Title: 

APD 990782

Significant Decision

Date: 

June 1, 1999

Issues: 

Disabilty/Existence-Duration, Existence of Compensable Inj, Timely Reporting to Employer

Table of Contents

APD 990782

This appeal arises pursuant to the Texas Workers’ Compensation Act, TEX. LAB. CODE ANN. § 401.001 et seq. (1989 Act). A contested case hearing was held on March 5, 1999. With respect to the issues before him, the hearing officer determined that: (1) the cross-appellant (claimant) sustained a compensable injury in the course and scope of his employment; (2) the date of injury is __________; (3) claimant timely reported his injury; and (4) claimant did not have disability. Claimant appeals the disability determination, contending that he had disability from his compensable injury. Cross-respondent (carrier) responds that the Appeals Panel should affirm the disability determination. Carrier appealed the injury and timely notice determinations on sufficiency grounds. Claimant did not respond to carrier’s appeal.

DECISION

We affirm in part and reverse and remand in part.

Claimant contends the hearing officer erred in determining that he did not have disability. Claimant asserts that he established that he had disability from the compensable injury.

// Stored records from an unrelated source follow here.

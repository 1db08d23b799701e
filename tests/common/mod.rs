//! Common test utilities
//!
//! In-memory implementations of the controller's seams to Key Vault, the
//! identity federation API and the Kubernetes API.

#![allow(dead_code, reason = "Each test binary uses a different subset of helpers")]

use async_trait::async_trait;
use keyvault_sync_controller::cluster::{
    ClusterError, LocalSecretState, SecretMaterial, SecretSink, ServiceAccountStore,
};
use keyvault_sync_controller::controller::syncer::{SecretOwner, SyncRequest, SyncSettings};
use keyvault_sync_controller::crd::{
    IdentityConfig, KeyVaultSecretSync, KeyVaultSecretSyncSpec, SecretMapping,
};
use keyvault_sync_controller::provider::{
    FederatedCredential, FederationApi, FederationError, FetchedSecret, SecretRef, SecretSource,
    SecretValue, SecretVersion, SourceError,
};
use std::collections::{BTreeMap, HashMap, VecDeque};
use std::sync::atomic::{AtomicUsize, Ordering};
use std::sync::{Mutex, Once};
use std::time::Duration;

pub const VAULT: &str = "solr-kv";
pub const NAMESPACE: &str = "solr";
pub const OWNER: &str = "solr-auth";
pub const CLIENT_ID: &str = "11111111-2222-3333-4444-555555555555";
pub const ISSUER: &str = "https://oidc.prod-aks.azure.com/tenant/cluster/";
pub const IDENTITY_ID: &str = "/subscriptions/sub/resourceGroups/rg/providers/Microsoft.ManagedIdentity/userAssignedIdentities/solr-identity";

static RUSTLS_INIT: Once = Once::new();

/// Install the ring crypto provider once per test binary
pub fn init_rustls() {
    RUSTLS_INIT.call_once(|| {
        rustls::crypto::ring::default_provider()
            .install_default()
            .expect("Failed to install rustls crypto provider");
    });
}

/// Scripted Key Vault
///
/// Scripted errors are returned first, in order; afterwards the latest value
/// set for the secret name is served.
#[derive(Default)]
pub struct FakeSource {
    script: Mutex<VecDeque<SourceError>>,
    latest: Mutex<HashMap<String, (SecretVersion, String)>>,
    delay: Mutex<Duration>,
    pub calls: AtomicUsize,
}

impl FakeSource {
    pub fn set(&self, secret_name: &str, version: &str, created: i64, value: &str) {
        self.latest.lock().unwrap().insert(
            secret_name.to_string(),
            (SecretVersion::new(version, created), value.to_string()),
        );
    }

    pub fn push_error(&self, error: SourceError) {
        self.script.lock().unwrap().push_back(error);
    }

    pub fn set_delay(&self, delay: Duration) {
        *self.delay.lock().unwrap() = delay;
    }

    pub fn calls(&self) -> usize {
        self.calls.load(Ordering::SeqCst)
    }
}

#[async_trait]
impl SecretSource for FakeSource {
    async fn fetch(&self, reference: &SecretRef) -> Result<FetchedSecret, SourceError> {
        self.calls.fetch_add(1, Ordering::SeqCst);
        let delay = *self.delay.lock().unwrap();
        if !delay.is_zero() {
            tokio::time::sleep(delay).await;
        }
        if let Some(error) = self.script.lock().unwrap().pop_front() {
            return Err(error);
        }
        let latest = self.latest.lock().unwrap();
        let (version, value) = latest
            .get(&reference.secret_name)
            .ok_or_else(|| SourceError::fetch(reference, "SecretNotFound"))?;
        Ok(FetchedSecret {
            reference: reference.clone(),
            version: version.clone(),
            value: SecretValue::new(value.as_str()),
        })
    }
}

/// A local secret as the fake cluster stores it
#[derive(Debug, Clone)]
pub struct StoredSecret {
    pub labels: BTreeMap<String, String>,
    pub annotations: BTreeMap<String, String>,
    pub data: BTreeMap<String, String>,
    pub has_owner_reference: bool,
}

#[derive(Default)]
pub struct FakeSink {
    objects: Mutex<HashMap<(String, String), StoredSecret>>,
    fail_writes: Mutex<Option<ClusterError>>,
    pub writes: AtomicUsize,
}

impl FakeSink {
    /// A secret created by someone else
    pub fn insert_foreign(&self, namespace: &str, name: &str) {
        self.objects.lock().unwrap().insert(
            (namespace.to_string(), name.to_string()),
            StoredSecret {
                labels: BTreeMap::from([("app".to_string(), "hand-made".to_string())]),
                annotations: BTreeMap::new(),
                data: BTreeMap::from([("password".to_string(), "do-not-touch".to_string())]),
                has_owner_reference: false,
            },
        );
    }

    pub fn fail_writes_with(&self, error: ClusterError) {
        *self.fail_writes.lock().unwrap() = Some(error);
    }

    pub fn get(&self, namespace: &str, name: &str) -> Option<StoredSecret> {
        self.objects
            .lock()
            .unwrap()
            .get(&(namespace.to_string(), name.to_string()))
            .cloned()
    }

    pub fn value(&self, namespace: &str, name: &str, key: &str) -> Option<String> {
        self.get(namespace, name)
            .and_then(|secret| secret.data.get(key).cloned())
    }

    pub fn writes(&self) -> usize {
        self.writes.load(Ordering::SeqCst)
    }
}

#[async_trait]
impl SecretSink for FakeSink {
    async fn current(
        &self,
        namespace: &str,
        name: &str,
    ) -> Result<Option<LocalSecretState>, ClusterError> {
        Ok(self.get(namespace, name).map(|secret| LocalSecretState {
            labels: secret.labels,
            annotations: secret.annotations,
        }))
    }

    async fn write(&self, material: &SecretMaterial) -> Result<(), ClusterError> {
        if let Some(error) = self.fail_writes.lock().unwrap().clone() {
            return Err(error);
        }
        self.writes.fetch_add(1, Ordering::SeqCst);
        self.objects.lock().unwrap().insert(
            (material.namespace.clone(), material.name.clone()),
            StoredSecret {
                labels: material.labels.clone(),
                annotations: material.annotations.clone(),
                data: BTreeMap::from([(
                    material.key.clone(),
                    material.value.expose().to_string(),
                )]),
                has_owner_reference: material.owner_reference.is_some(),
            },
        );
        Ok(())
    }
}

#[derive(Default)]
pub struct FakeFederation {
    credentials: Mutex<HashMap<(String, String), FederatedCredential>>,
    fail: Mutex<Option<FederationError>>,
    delay: Mutex<Duration>,
    pub gets: AtomicUsize,
    pub puts: AtomicUsize,
}

impl FakeFederation {
    pub fn insert(&self, identity_resource_id: &str, credential: FederatedCredential) {
        self.credentials.lock().unwrap().insert(
            (identity_resource_id.to_string(), credential.name.clone()),
            credential,
        );
    }

    pub fn fail_with(&self, error: FederationError) {
        *self.fail.lock().unwrap() = Some(error);
    }

    pub fn set_delay(&self, delay: Duration) {
        *self.delay.lock().unwrap() = delay;
    }

    pub fn credential(&self, identity_resource_id: &str, name: &str) -> Option<FederatedCredential> {
        self.credentials
            .lock()
            .unwrap()
            .get(&(identity_resource_id.to_string(), name.to_string()))
            .cloned()
    }

    pub fn puts(&self) -> usize {
        self.puts.load(Ordering::SeqCst)
    }

    pub fn gets(&self) -> usize {
        self.gets.load(Ordering::SeqCst)
    }

    async fn simulate(&self) -> Result<(), FederationError> {
        let delay = *self.delay.lock().unwrap();
        if !delay.is_zero() {
            tokio::time::sleep(delay).await;
        }
        match self.fail.lock().unwrap().clone() {
            Some(error) => Err(error),
            None => Ok(()),
        }
    }
}

#[async_trait]
impl FederationApi for FakeFederation {
    async fn get_credential(
        &self,
        identity_resource_id: &str,
        name: &str,
    ) -> Result<Option<FederatedCredential>, FederationError> {
        self.gets.fetch_add(1, Ordering::SeqCst);
        self.simulate().await?;
        Ok(self.credential(identity_resource_id, name))
    }

    async fn put_credential(
        &self,
        identity_resource_id: &str,
        credential: &FederatedCredential,
    ) -> Result<(), FederationError> {
        self.simulate().await?;
        self.puts.fetch_add(1, Ordering::SeqCst);
        self.insert(identity_resource_id, credential.clone());
        Ok(())
    }
}

#[derive(Default)]
pub struct FakeServiceAccounts {
    accounts: Mutex<HashMap<(String, String), BTreeMap<String, String>>>,
    pub annotate_calls: AtomicUsize,
}

impl FakeServiceAccounts {
    pub fn insert(&self, namespace: &str, name: &str, annotations: &[(&str, &str)]) {
        self.accounts.lock().unwrap().insert(
            (namespace.to_string(), name.to_string()),
            annotations
                .iter()
                .map(|(k, v)| ((*k).to_string(), (*v).to_string()))
                .collect(),
        );
    }

    pub fn get(&self, namespace: &str, name: &str) -> Option<BTreeMap<String, String>> {
        self.accounts
            .lock()
            .unwrap()
            .get(&(namespace.to_string(), name.to_string()))
            .cloned()
    }

    pub fn annotate_calls(&self) -> usize {
        self.annotate_calls.load(Ordering::SeqCst)
    }
}

#[async_trait]
impl ServiceAccountStore for FakeServiceAccounts {
    async fn annotations(
        &self,
        namespace: &str,
        name: &str,
    ) -> Result<Option<BTreeMap<String, String>>, ClusterError> {
        Ok(self.get(namespace, name))
    }

    async fn annotate(
        &self,
        namespace: &str,
        name: &str,
        annotations: &BTreeMap<String, String>,
    ) -> Result<(), ClusterError> {
        self.annotate_calls.fetch_add(1, Ordering::SeqCst);
        self.accounts
            .lock()
            .unwrap()
            .entry((namespace.to_string(), name.to_string()))
            .or_default()
            .extend(annotations.clone());
        Ok(())
    }
}

/// Retry settings that keep tests fast
pub fn fast_settings() -> SyncSettings {
    SyncSettings {
        max_attempts: 3,
        backoff_start: Duration::from_millis(1),
        backoff_max: Duration::from_millis(5),
        call_timeout: Duration::from_millis(500),
    }
}

pub fn owner() -> SecretOwner {
    SecretOwner {
        name: OWNER.to_string(),
        reference: None,
    }
}

pub fn request(secret_name: &str, local_name: &str) -> SyncRequest {
    SyncRequest {
        reference: SecretRef::new(VAULT, secret_name),
        namespace: NAMESPACE.to_string(),
        local_name: local_name.to_string(),
        key: "password".to_string(),
    }
}

pub fn mapping(secret_name: &str, local_name: &str) -> SecretMapping {
    SecretMapping {
        secret_name: secret_name.to_string(),
        version: None,
        local_name: local_name.to_string(),
        key: Some("password".to_string()),
    }
}

/// A namespaced resource as the API server would hand it to the controller
pub fn resource(secrets: Vec<SecretMapping>) -> KeyVaultSecretSync {
    let mut resource = KeyVaultSecretSync::new(
        OWNER,
        KeyVaultSecretSyncSpec {
            vault_name: VAULT.to_string(),
            identity: IdentityConfig {
                service_account: "solr".to_string(),
                client_id: CLIENT_ID.to_string(),
                tenant_id: None,
                issuer_url: Some(ISSUER.to_string()),
                identity_resource_id: Some(IDENTITY_ID.to_string()),
            },
            secrets,
            refresh_interval: "5m".to_string(),
            suspend: false,
        },
    );
    resource.metadata.namespace = Some(NAMESPACE.to_string());
    resource.metadata.uid = Some("2f8c7a4e-0000-4000-8000-000000000001".to_string());
    resource.metadata.generation = Some(1);
    resource
}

Disability means the Ainability because of a compensable injury to obtain and retain employment at wages equivalent to the preinjury wage. Section 401.011(16). Disability, by definition, depends upon there being a compensable injury. Id. Claimant testified that he continued to work driving a truck his regular hours after his injury, although he had pain and stopped to rest while working. He said he was terminated in November 1998 and that he was not sure why.[1] Claimant said that after he lost his job, he sought work as an equipment operator, but then he did not continue looking for work because he was not Aat 100%. Claimant indicated that truck driving jobs were plentiful. Termination for cause does not necessarily preclude a finding of disability. Texas Workers’ Compensation Commission Appeal No. 92282, decided August 12, 1992. Whether disability exists is a question of fact for the hearing officer to decide and can be established by the testimony of the claimant alone if deemed credible. Texas Workers’ Compensation Commission Appeal No. 93560, decided August 19, 1993. In this case, it was essentially undisputed that the claimant had a conditional work release regarding the use of his left arm. The hearing officer noted that an MRI showed a tendon tear in his shoulder. A September 1998 medical report stated that claimant should drive with his right arm and avoid positions that would aggravate his condition. A December 1, 1998, off-work slip stated that claimant was to do no heavy lifting with his left arm, and none until he was evaluated by an orthopedic specialist. It also indicated that claimant had a weight limit for lifting. Claimant said he was unable to see the specialist because his claim was denied.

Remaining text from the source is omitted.